# Handycam/camcoder



## skghosh44 (Oct 13, 2007)

I wish to purchase a camcoder for home use preferably SONY Handycam below 15K. As I have now idea about camcoder, what feature/point to keep in mind to purchase the same. Please point out the feature in serial order.
thanks.


----------



## VideoEditingIndia (Oct 13, 2007)

1. No & size of CCDs & Pixel Count
2. Recording Format/ Compression
3. Recording Media
4. Manual Controls
5. Fstop, Min Lux & Focal distance
6. OPtical Zoom Size
7. Still Photo Resolution
8. PC connectivity (USB/Firewire)
9. Optical Image Stabilization
10. Sound Recording Bitdepth & Frequency

Also look for Flash/Shoe, Still Photo Recording Media, Webcom Mode, LCD Size & Pixels, Battery Life, Viewfinder, NTSC/PAL mode, Filter Diameter, Video In/Out, Audio Out & Mic In etc...
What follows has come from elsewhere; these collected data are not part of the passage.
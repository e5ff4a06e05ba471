criterion::criterion_main!(benches);
criterion::criterion_group! {
    name = benches;
    config = criterion::Criterion::default()
        .without_plots()
        .noise_threshold(3.0)
        .significance_level(0.01)
        .sample_size(10)
        .measurement_time(std::time::Duration::from_secs(1));
    targets =
        building_cost_matrix,
        solving_hungarian_uniform,
        solving_hungarian_blobs,
        stepping_balanced_kmeans,
        fitting_balanced_kmeans,
        fitting_balanced_kmeans_plusplus,
}

fn building_cost_matrix(c: &mut criterion::Criterion) {
    let dataset = Fixture::uniform(512, 8, 0);
    let centroids = Seeding::Random.centroids(&dataset, 16, 0).unwrap();
    c.bench_function("build a 512 x 512 replicated cost matrix", |b| {
        b.iter(|| Costs::build(&dataset, &centroids).unwrap())
    });
}

fn solving_hungarian_uniform(c: &mut criterion::Criterion) {
    let dataset = Fixture::uniform(256, 4, 1);
    let centroids = Seeding::Random.centroids(&dataset, 8, 1).unwrap();
    let costs = Costs::build(&dataset, &centroids).unwrap();
    c.bench_function("solve a 256 x 256 assignment (uniform points)", |b| {
        b.iter(|| Hungarian.solve(&costs))
    });
}

fn solving_hungarian_blobs(c: &mut criterion::Criterion) {
    let dataset = Fixture::blobs(8, 32, 4, 2);
    let centroids = Seeding::PlusPlus.centroids(&dataset, 8, 2).unwrap();
    let costs = Costs::build(&dataset, &centroids).unwrap();
    c.bench_function("solve a 256 x 256 assignment (separated blobs)", |b| {
        b.iter(|| Hungarian.solve(&costs))
    });
}

fn stepping_balanced_kmeans(c: &mut criterion::Criterion) {
    let dataset = Fixture::uniform(256, 4, 3);
    let balance = Balance::try_from((dataset.n(), 10)).unwrap();
    let centroids = Seeding::Random.centroids(&dataset, 10, 3).unwrap();
    c.bench_function("one balanced k-means step (N = 256, k = 10)", |b| {
        b.iter(|| Step::next(&dataset, &Hungarian, balance, &centroids).unwrap())
    });
}

fn fitting_balanced_kmeans(c: &mut criterion::Criterion) {
    let dataset = Fixture::blobs(6, 20, 3, 4);
    c.bench_function("balanced k-means to convergence (N = 120, k = 7)", |b| {
        b.iter(|| BalancedKMeans::new(7).seed(4).fit(&dataset, &Hungarian).unwrap())
    });
}

fn fitting_balanced_kmeans_plusplus(c: &mut criterion::Criterion) {
    let dataset = Fixture::blobs(6, 20, 3, 4);
    c.bench_function("balanced k-means++ to convergence (N = 120, k = 7)", |b| {
        b.iter(|| {
            BalancedKMeans::new(7)
                .seeding(Seeding::PlusPlus)
                .seed(4)
                .fit(&dataset, &Hungarian)
                .unwrap()
        })
    });
}

use balanced_kmeans::*;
Why Sony? Can't you find a good Panasonic camera like GS320 or GS400(???)


----------



## skghosh44 (Oct 14, 2007)

> Why Sony? Can't you find a good Panasonic camera like GS320 or GS400(???)



OK I have to keep this points to purchase the same. Will u please point out the config of these 10 points as stated by you. As I have no idea hence I shall be glad to know nominal config with normal PC as I do not want  to face any dificullty to play and edit in PC.

Also the panasonic model u have mentioned by u is suitable for home use and below 15K ?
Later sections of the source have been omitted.